Research Department, Hospital Clínica Nova de Monterrey, San Nicolás de los Garza 66450, Nuevo León, Mexico.
Microorganisms. 2023 Sep 6;11(9):2241. doi: 10.3390/microorganisms11092241.
The global impact of the SARS-CoV-2 infection has been substantial, affecting millions of people. Long COVID, characterized by persistent or recurrent symptoms after acute infection, has been reported in over 40% of patients. Risk factors include age and female gender, and various mechanisms, including chronic inflammation and viral persistence, have been implicated in long COVID's pathogenesis. However, there are scarce studies in which multiple inflammatory markers and viral load are analyzed simultaneously in acute infection to determine how they predict for long COVID at long-term follow-up. This study explores the association between long COVID and inflammatory markers, viral load, and lymphocyte subpopulation during acute infection in hospitalized patients to better understand the risk factors of this disease. This longitudinal retrospective study was conducted in patients hospitalized with COVID-19 in northern Mexico. Inflammatory parameters, viral load, and lymphocyte subpopulation during the acute infection phase were analyzed, and long COVID symptoms were followed up depending on severity and persistence (weekly or monthly) and assessed 1.5 years after the acute infection. This study analyzed 79 patients, among them, 41.8% presented long COVID symptoms, with fatigue being the most common (45.5%). Patients with long COVID had higher lymphocyte levels during hospitalization, and NK cell subpopulation levels were also associated with long COVID. ICU admission during acute COVID-19 was also linked to the development of long COVID symptoms.

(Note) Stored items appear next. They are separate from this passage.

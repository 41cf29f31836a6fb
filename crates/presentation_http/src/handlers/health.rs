//! Health check handler

use axum::Json;
use serde::{Deserialize, Serialize};
use utoipa::ToSchema;

/// Health check response
#[derive(Debug, Clone, Serialize, Deserialize, ToSchema)]
pub struct HealthResponse {
    pub status: String,
    pub version: String,
}

/// Liveness check - is the server running?
///
/// Reports healthy unconditionally; it is not a readiness check and does
/// not probe the loaded model or the upstream.
#[utoipa::path(
    get,
    path = "/health",
    tag = "health",
    responses((status = 200, description = "Service is alive", body = HealthResponse))
)]
pub async fn health_check() -> Json<HealthResponse> {
    Json(HealthResponse {
        status: "healthy".to_string(),
        version: env!("CARGO_PKG_VERSION").to_string(),
    })
}
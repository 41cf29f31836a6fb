//! LinguaTutor chat/writing gateway
//!
//! Forwards templated tutoring prompts to the configured chat-completion
//! server and reshapes the responses.

use std::sync::Arc;

use ai_core::{ChatCompletion, CompletionConfig, LmStudioClient};
use application::TutorService;
use presentation_http::{GatewayState, openapi, routes, server};
use tokio::net::TcpListener;
use tower_http::{
    cors::{Any, CorsLayer},
    trace::TraceLayer,
};
use tracing::info;

#[tokio::main]
async fn main() -> anyhow::Result<()> {
    server::init_tracing("linguatutor_gateway=debug,tower_http=debug");

    let config = CompletionConfig::from_env();
    info!(
        provider = %config.provider,
        base_url = %config.base_url,
        "Gateway configuration loaded"
    );

    let client = LmStudioClient::new(config.clone())
        .map_err(|e| anyhow::anyhow!("Failed to initialize upstream client: {e}"))?;
    let completion: Arc<dyn ChatCompletion> = Arc::new(client);

    let tutor = TutorService::new(completion, config);

    let state = GatewayState {
        tutor: Arc::new(tutor),
    };

    let app = routes::gateway_router(state)
        .merge(openapi::docs_router())
        .layer(TraceLayer::new_for_http())
        .layer(
            CorsLayer::new()
                .allow_origin(Any)
                .allow_methods(Any)
                .allow_headers(Any),
        );

    let addr = server::bind_address(8000);
    let listener = TcpListener::bind(&addr).await?;

    info!("Gateway listening on http://{addr}");

    axum::serve(listener, app)
        .with_graceful_shutdown(server::shutdown_signal())
        .await?;

    info!("Gateway shutdown complete");
    Ok(())
}
// SPDX-License-Identifier: PMPL-1.0-or-later
// Copyright (c) 2026 Jonathan D.A. Jewell (hyperpolymath) <jonathan.jewell@open.ac.uk>
//
// Undo history — a LIFO stack of workspace snapshots.

use std::collections::VecDeque;

use tracing::debug;

use super::Workspace;

/// Snapshots taken before each mutation, most recent last.
///
/// With a capacity, pushing onto a full stack drops the oldest snapshot.
#[derive(Debug, Default)]
pub struct History {
    snapshots: VecDeque<Workspace>,
    capacity: Option<usize>,
}

impl History {
    pub fn new(capacity: Option<usize>) -> Self {
        Self {
            snapshots: VecDeque::new(),
            capacity,
        }
    }

    pub fn snapshot(&mut self, workspace: &Workspace) {
        self.push(workspace.clone());
    }

    /// Push a copy taken earlier, e.g. before a mutation that might fail.
    pub fn push(&mut self, snapshot: Workspace) {
        if let Some(capacity) = self.capacity {
            if capacity == 0 {
                return;
            }
            while self.snapshots.len() >= capacity {
                self.snapshots.pop_front();
            }
        }
        self.snapshots.push_back(snapshot);
        debug!(depth = self.snapshots.len(), "Snapshot taken");
    }

    /// Restore the most recent snapshot into `workspace`.
    ///
    /// Returns `false`, leaving `workspace` untouched, when there is nothing
    /// to undo.
    pub fn undo(&mut self, workspace: &mut Workspace) -> bool {
        match self.snapshots.pop_back() {
            Some(previous) => {
                *workspace = previous;
                true
            }
            None => false,
        }
    }

    pub fn len(&self) -> usize {
        self.snapshots.len()
    }

    pub fn is_empty(&self) -> bool {
        self.snapshots.is_empty()
    }
}

#[cfg(test)]
mod tests {
    use super::*;
    use crate::workspace::SourceDocument;
    use quire_core::types::{PageId, RotateDirection, Rotation};
    use std::sync::Arc;

    fn workspace(pages: usize) -> Workspace {
        let mut workspace = Workspace::new();
        workspace.add_document(
            SourceDocument::new("a.pdf", Arc::from(&b"a"[..]), pages, false, None),
            vec![],
        );
        workspace
    }

    fn order(workspace: &Workspace) -> Vec<(PageId, Rotation)> {
        workspace
            .pages()
            .iter()
            .map(|page| (page.id, page.rotation))
            .collect()
    }

    #[test]
    fn undo_restores_order_rotation_and_documents() {
        let mut live = workspace(3);
        let mut history = History::default();
        let before = order(&live);

        history.snapshot(&live);
        let first = live.pages()[0].id;
        live.rotate(first, RotateDirection::Clockwise).expect("rotate");
        live.move_page(0, 2).expect("move");
        live.remove_page(live.pages()[1].id).expect("remove");

        assert!(history.undo(&mut live));
        assert_eq!(order(&live), before);
        assert_eq!(live.documents().len(), 1);
    }

    #[test]
    fn undo_on_empty_history_is_a_no_op() {
        let mut live = workspace(2);
        let before = order(&live);
        assert!(!History::default().undo(&mut live));
        assert_eq!(order(&live), before);
    }

    #[test]
    fn capacity_drops_oldest_snapshots() {
        let mut history = History::new(Some(2));
        for pages in 1..=3 {
            history.snapshot(&workspace(pages));
        }
        assert_eq!(history.len(), 2);

        let mut live = Workspace::new();
        assert!(history.undo(&mut live));
        assert_eq!(live.pages().len(), 3);
        assert!(history.undo(&mut live));
        assert_eq!(live.pages().len(), 2);
        assert!(!history.undo(&mut live));
    }
}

严重急性呼吸综合征冠状病毒2(SARS-CoV-2)感染的全球影响巨大,波及数百万人。据报道,超过40%的患者出现了长期新冠症状,其特征为急性感染后症状持续或反复出现。风险因素包括年龄和女性性别,多种机制,包括慢性炎症和病毒持续存在,都与长期新冠的发病机制有关。然而,很少有研究在急性感染期同时分析多种炎症标志物和病毒载量,以确定它们在长期随访中如何预测长期新冠。本研究探讨住院患者急性感染期间长期新冠与炎症标志物、病毒载量和淋巴细胞亚群之间的关联,以更好地了解该疾病的风险因素。这项纵向回顾性研究在墨西哥北部因新冠病毒病(COVID-19)住院的患者中进行。分析了急性感染期的炎症参数、病毒载量和淋巴细胞亚群,并根据严重程度和持续时间(每周或每月)对长期新冠症状进行随访,并在急性感染1.5年后进行评估。本研究分析了79例患者,其中41.8%出现长期新冠症状,疲劳是最常见的症状(45.5%)。出现长期新冠症状的患者在住院期间淋巴细胞水平较高,自然杀伤(NK)细胞亚群水平也与长期新冠有关。急性COVID-19期间入住重症监护病房(ICU)也与长期新冠症状的出现有关。